WORK REQUEST:
Write out all of the data without omission, exactly as shown.

INPUT MATERIAL:
//! Graph store connection settings

use crate::error::{LoaderError, LoaderResult};
use serde::{Deserialize, Serialize};
use std::fmt;
use std::path::PathBuf;

pub const DEFAULT_STORE_URI: &str = "bolt://localhost:7687";
pub const DEFAULT_STORE_USER: &str = "neo4j";
pub const DEFAULT_STORE_PASSWORD: &str = "password";

const REMOTE_SCHEMES: [&str; 6] = ["bolt", "bolt+s", "bolt+ssc", "neo4j", "neo4j+s", "neo4j+ssc"];

/// Which graph store implementation a URI selects
#[derive(Debug, Clone, PartialEq, Eq)]
pub enum StoreBackend {
    /// Embedded store at a local path (`sled://<path>` or a bare path)
    Sled(PathBuf),
    /// Remote Neo4j server reached over Bolt
    Neo4j { uri: String },
}

#[derive(Clone, Serialize, Deserialize, PartialEq, Eq)]
#[serde(default)]
pub struct StoreConfig {
    pub uri: String,
    pub user: String,
    pub password: String,
}

impl Default for StoreConfig {
    fn default() -> Self {
        Self {
            uri: DEFAULT_STORE_URI.to_string(),
            user: DEFAULT_STORE_USER.to_string(),
            password: DEFAULT_STORE_PASSWORD.to_string(),
        }
    }
}

// Keeps the password out of logs and panic messages.
impl fmt::Debug for StoreConfig {
    fn fmt(&self, f: &mut fmt::Formatter<'_>) -> fmt::Result {
        f.debug_struct("StoreConfig")
            .field("uri", &self.uri)
            .field("user", &self.user)
            .field("password", &"<redacted>")
            .finish()
    }
}

impl StoreConfig {
    /// Resolve the backend named by the URI scheme
    pub fn backend(&self) -> LoaderResult<StoreBackend> {
        let uri = self.uri.trim();
        if uri.is_empty() {
            return Err(LoaderError::configuration("Store URI is required"));
        }

        match uri.split_once("://") {
            Some(("sled", path)) if !path.is_empty() => Ok(StoreBackend::Sled(PathBuf::from(path))),
            Some(("sled", _)) => Err(LoaderError::configuration(
                "sled:// store URI must name a directory",
            )),
            Some((scheme, _)) if REMOTE_SCHEMES.contains(&scheme) => Ok(StoreBackend::Neo4j {
                uri: uri.to_string(),
            }),
            Some((scheme, _)) => Err(LoaderError::configuration(format!(
                "Unsupported store URI scheme '{}'",
                scheme
            ))),
            None => Ok(StoreBackend::Sled(PathBuf::from(uri))),
        }
    }

    /// Check that the settings are usable for the backend they select
    pub fn validate(&self) -> LoaderResult<()> {
        match self.backend()? {
            StoreBackend::Sled(_) => Ok(()),
            StoreBackend::Neo4j { uri } => {
                if self.user.trim().is_empty() {
                    return Err(LoaderError::configuration(format!(
                        "A user name is required to connect to {}",
                        uri
                    )));
                }
                if cfg!(feature = "neo4j") {
                    Ok(())
                } else {
                    Err(LoaderError::configuration(format!(
                        "Store URI {} needs the `neo4j` feature; use a sled:// URI or rebuild with --features neo4j",
                        uri
                    )))
                }
            }
        }
    }
}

RESPONSE:
//! Graph store connection settings

use crate::error::{LoaderError, LoaderResult};
use serde::{Deserialize, Serialize};
use std::fmt;
use std::path::PathBuf;

pub const DEFAULT_STORE_URI: &str = "bolt://localhost:7687";
pub const DEFAULT_STORE_USER: &str = "neo4j";
pub const DEFAULT_STORE_PASSWORD: &str = "password";

const REMOTE_SCHEMES: [&str; 6] = ["bolt", "bolt+s", "bolt+ssc", "neo4j", "neo4j+s", "neo4j+ssc"];

/// Which graph store implementation a URI selects
#[derive(Debug, Clone, PartialEq, Eq)]
pub enum StoreBackend {
    /// Embedded store at a local path (`sled://<path>` or a bare path)
    Sled(PathBuf),
    /// Remote Neo4j server reached over Bolt
    Neo4j { uri: String },
}

#[derive(Clone, Serialize, Deserialize, PartialEq, Eq)]
#[serde(default)]
pub struct StoreConfig {
    pub uri: String,
    pub user: String,
    pub password: String,
}

impl Default for StoreConfig {
    fn default() -> Self {
        Self {
            uri: DEFAULT_STORE_URI.to_string(),
            user: DEFAULT_STORE_USER.to_string(),
            password: DEFAULT_STORE_PASSWORD.to_string(),
        }
    }
}

// Keeps the password out of logs and panic messages.
impl fmt::Debug for StoreConfig {
    fn fmt(&self, f: &mut fmt::Formatter<'_>) -> fmt::Result {
        f.debug_struct("StoreConfig")
            .field("uri", &self.uri)
            .field("user", &self.user)
            .field("password", &"<redacted>")
            .finish()
    }
}

impl StoreConfig {
    /// Resolve the backend named by the URI scheme
    pub fn backend(&self) -> LoaderResult<StoreBackend> {
        let uri = self.uri.trim();
        if uri.is_empty() {
            return Err(LoaderError::configuration("Store URI is required"));
        }

        match uri.split_once("://") {
            Some(("sled", path)) if !path.is_empty() => Ok(StoreBackend::Sled(PathBuf::from(path))),
            Some(("sled", _)) => Err(LoaderError::configuration(
                "sled:// store URI must name a directory",
            )),
            Some((scheme, _)) if REMOTE_SCHEMES.contains(&scheme) => Ok(StoreBackend::Neo4j {
                uri: uri.to_string(),
            }),
            Some((scheme, _)) => Err(LoaderError::configuration(format!(
                "Unsupported store URI scheme '{}'",
                scheme
            ))),
            None => Ok(StoreBackend::Sled(PathBuf::from(uri))),
        }
    }

    /// Check that the settings are usable for the backend they select
    pub fn validate(&self) -> LoaderResult<()> {
        match self.backend()? {
            StoreBackend::Sled(_) => Ok(()),
            StoreBackend::Neo4j { uri } => {
                if self.user.trim().is_empty() {
                    return Err(LoaderError::configuration(format!(
                        "A user name is required to connect to {}",
                        uri
                    )));
                }
                if cfg!(feature = "neo4j") {
                    Ok(())
                } else {
                    Err(LoaderError::configuration(format!(
                        "Store URI {} needs the `neo4j` feature; use a sled:// URI or rebuild with --features neo4j",
                        uri
                    )))
                }
            }
        }
    }
}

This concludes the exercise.